When I was about 20 years old I took a course in Day Care management. I was working in a Day Care centre at the time, although I gave that up as being a career that is drastically underpaid. Part of the course covered different teaching methods, including the Montessori method. I have thought ever since then that this is the way I want to go with my children, to give them the best start in life. I know that when I was a child, I had much more fun, and learned alot more in day care centres, than the times that I was cared for in someone's home. Maybe this is because I was raised in a single parent home (see further along in the post for my reasoning)
Ideally, I think that if my husband and I had the financial means, that home schooling would be the perfect option, at least while my children are young. I met a woman through Mensa that home-schooled her children, and they are so bright, outgoing, and precocious. I would love to see my children thrive, as hers seem to have done. I have no dounts that I have the creativity and intelligence to teach them what they need to know, in a fun way. Although when it comes to teaching biology, etc... I would probably want to step aside. I'm not that confident.
The article mentioned that there are studies being done now, that say that children in day care centres for more than 30 hours a week, have a slowing of cognitive growth.
"So if kids spend more [than 30 hours a week] in preschool centres, they're simply not keeping pace in their acquisition of social skills,"I think this is a pretty common sense statement.
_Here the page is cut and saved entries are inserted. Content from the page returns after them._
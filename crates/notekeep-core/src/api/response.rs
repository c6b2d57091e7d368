use serde::Deserialize;

use super::error::{ApiError, GENERIC_FAILURE_MESSAGE};

/// The backend's response envelope: `{ success, content?|data?, message|msg? }`.
///
/// The payload key is spelled `content` by the notes endpoints and `data`
/// by the auth endpoints; the human-readable message is `msg` on some
/// routes and `message` on others. Serde aliases absorb both spellings so
/// nothing downstream ever guesses at the shape.
#[derive(Debug, Deserialize)]
#[serde(bound(deserialize = "T: Deserialize<'de>"))]
pub struct Envelope<T> {
    #[serde(default)]
    pub success: bool,
    #[serde(default, alias = "data")]
    pub content: Option<T>,
    #[serde(default, alias = "msg")]
    pub message: Option<String>,
}

impl<T> Envelope<T> {
    /// Reject `success: false` bodies that arrived with a 2xx status.
    fn ensure_success(&self) -> Result<(), ApiError> {
        if self.success {
            Ok(())
        } else {
            Err(ApiError::Rejected {
                message: self
                    .message
                    .clone()
                    .unwrap_or_else(|| GENERIC_FAILURE_MESSAGE.to_string()),
                fields: Default::default(),
            })
        }
    }

    /// Unwrap the payload, treating an absent one as a malformed response.
    /// `what` names the expected payload for the error message.
    pub fn into_content(self, what: &str) -> Result<T, ApiError> {
        self.ensure_success()?;
        self.content
            .ok_or_else(|| ApiError::InvalidResponse(format!("Response is missing {}", what)))
    }

    /// Unwrap the payload where the backend legitimately omits it
    /// (an empty collection, for instance).
    pub fn into_optional_content(self) -> Result<Option<T>, ApiError> {
        self.ensure_success()?;
        Ok(self.content)
    }

    /// Unwrap the confirmation message, falling back to `fallback` when the
    /// backend sends none.
    pub fn into_message(self, fallback: &str) -> Result<String, ApiError> {
        self.ensure_success()?;
        Ok(self.message.unwrap_or_else(|| fallback.to_string()))
    }
}

#[cfg(test)]
mod tests {
    use super::*;

    #[derive(Debug, Deserialize, PartialEq)]
    struct Payload {
        value: i64,
    }

    #[test]
    fn test_content_key_parses() {
        let envelope: Envelope<Payload> =
            serde_json::from_str(r#"{"success":true,"content":{"value":7},"msg":"ok"}"#)
                .expect("Failed to parse envelope");
        assert_eq!(envelope.into_content("payload").unwrap(), Payload { value: 7 });
    }

    #[test]
    fn test_data_key_parses_identically() {
        let envelope: Envelope<Payload> =
            serde_json::from_str(r#"{"success":true,"data":{"value":7},"message":"ok"}"#)
                .expect("Failed to parse envelope");
        assert_eq!(envelope.into_content("payload").unwrap(), Payload { value: 7 });
    }

    #[test]
    fn test_msg_and_message_normalize() {
        let with_msg: Envelope<Payload> =
            serde_json::from_str(r#"{"success":true,"msg":"Note added"}"#).unwrap();
        assert_eq!(with_msg.into_message("fallback").unwrap(), "Note added");

        let with_message: Envelope<Payload> =
            serde_json::from_str(r#"{"success":true,"message":"Note added"}"#).unwrap();
        assert_eq!(with_message.into_message("fallback").unwrap(), "Note added");
    }

    #[test]
    fn test_missing_message_uses_fallback() {
        let envelope: Envelope<Payload> = serde_json::from_str(r#"{"success":true}"#).unwrap();
        assert_eq!(envelope.into_message("Saved").unwrap(), "Saved");
    }

    #[test]
    fn test_success_false_is_rejected_even_with_2xx_status() {
        let envelope: Envelope<Payload> =
            serde_json::from_str(r#"{"success":false,"message":"Nope"}"#).unwrap();
        match envelope.into_content("payload") {
            Err(ApiError::Rejected { message, .. }) => assert_eq!(message, "Nope"),
            other => panic!("Expected Rejected, got {:?}", other),
        }
    }

    #[test]
    fn test_missing_required_content_is_invalid_response() {
        let envelope: Envelope<Payload> = serde_json::from_str(r#"{"success":true}"#).unwrap();
        match envelope.into_content("the note") {
            Err(ApiError::InvalidResponse(message)) => assert!(message.contains("the note")),
            other => panic!("Expected InvalidResponse, got {:?}", other),
        }
    }

    #[test]
    fn test_optional_content_allows_absence() {
        let envelope: Envelope<Vec<Payload>> = serde_json::from_str(r#"{"success":true}"#).unwrap();
        assert_eq!(envelope.into_optional_content().unwrap(), None);
    }
}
The article also states later on, that Day Care is most beneficial to children living at the poorest levels, as they have fewer resources at home and less support. Children in middle-class homes actually have little or no benefit from a group day care environment. What I'm getting from this is that if the parents engage their children on a regular basis and raise them in a loving environment, that it helps their children more in the learning arena than learning their ABC's at a younger age.
The study warns against children attending preschool or daycare for more than five or six hours a day, or up to 30 hours a week. "Institutions, no matter how small and warm and fuzzy, start to regulate kids' behaviours," says Fuller. "Once you rigidify and routinize that, then kids start to shut down, and their cognitive growth starts to slow down."
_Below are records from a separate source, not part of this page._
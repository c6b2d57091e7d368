use std::collections::BTreeMap;

use serde::Deserialize;
use thiserror::Error;

#[derive(Error, Debug)]
pub enum ApiError {
    #[error("Unauthorized - session token missing, invalid, or expired")]
    Unauthorized,

    #[error("{message}")]
    Rejected {
        message: String,
        /// Field-level validation messages, keyed by field name
        fields: BTreeMap<String, String>,
    },

    #[error("Not found: {0}")]
    NotFound(String),

    #[error("Server error: {0}")]
    Server(String),

    #[error("Network error: {0}")]
    Network(#[from] reqwest::Error),

    #[error("Invalid response: {0}")]
    InvalidResponse(String),
}

/// Maximum length for error response bodies carried in error messages
const MAX_ERROR_BODY_LENGTH: usize = 500;

/// Fallback when a failure body carries no usable message
pub(crate) const GENERIC_FAILURE_MESSAGE: &str = "Request failed";

/// The backend's error body. The top-level message field is spelled
/// `message` by the auth endpoints and `msg` by the notes endpoints, and
/// express-validator failures add an `errors` array; all of that is
/// normalized here so callers see one shape.
#[derive(Debug, Deserialize)]
struct ErrorBody {
    #[serde(default, alias = "msg")]
    message: Option<String>,
    #[serde(default)]
    errors: Vec<FieldErrorEntry>,
}

#[derive(Debug, Deserialize)]
struct FieldErrorEntry {
    #[serde(default, alias = "param")]
    path: Option<String>,
    #[serde(default, alias = "message")]
    msg: Option<String>,
}

impl ApiError {
    /// Truncate a response body to avoid carrying excessive data around
    fn truncate_body(body: &str) -> String {
        if body.len() <= MAX_ERROR_BODY_LENGTH {
            body.to_string()
        } else {
            format!(
                "{}... (truncated, {} total bytes)",
                &body[..MAX_ERROR_BODY_LENGTH],
                body.len()
            )
        }
    }

    /// Map a non-2xx response to the error taxonomy, normalizing the
    /// backend's structured body where one is present.
    pub fn from_status(status: reqwest::StatusCode, body: &str) -> Self {
        let parsed: Option<ErrorBody> = serde_json::from_str(body).ok();
        let message = parsed
            .as_ref()
            .and_then(|b| b.message.clone())
            .unwrap_or_else(|| {
                let trimmed = body.trim();
                if trimmed.is_empty() {
                    GENERIC_FAILURE_MESSAGE.to_string()
                } else {
                    Self::truncate_body(trimmed)
                }
            });

        match status.as_u16() {
            401 => ApiError::Unauthorized,
            404 => ApiError::NotFound(message),
            500..=599 => ApiError::Server(message),
            400..=499 => {
                let fields: BTreeMap<String, String> = parsed
                    .map(|b| {
                        b.errors
                            .into_iter()
                            .filter_map(|e| Some((e.path?, e.msg?)))
                            .collect()
                    })
                    .unwrap_or_default();
                ApiError::Rejected { message, fields }
            }
            _ => ApiError::InvalidResponse(format!("Status {}: {}", status, message)),
        }
    }

    /// Field-level validation messages, when this error carries any
    pub fn fields(&self) -> Option<&BTreeMap<String, String>> {
        match self {
            ApiError::Rejected { fields, .. } if !fields.is_empty() => Some(fields),
            _ => None,
        }
    }
}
Over the past decade, researchers have learned that the brain grows in response to love and affection during the first two years of life, he says; without this, babies' brains don't develop fully. "Children raised without sufficient loving care do not fully become the human beings they were meant to be."
Anyway, it was definitely food for thought. I guess it's good that I have some time to think about these things before I make any decisions. What with having 7 more weeks until my due date, and another 13 months Maternity Leave afterwards. :)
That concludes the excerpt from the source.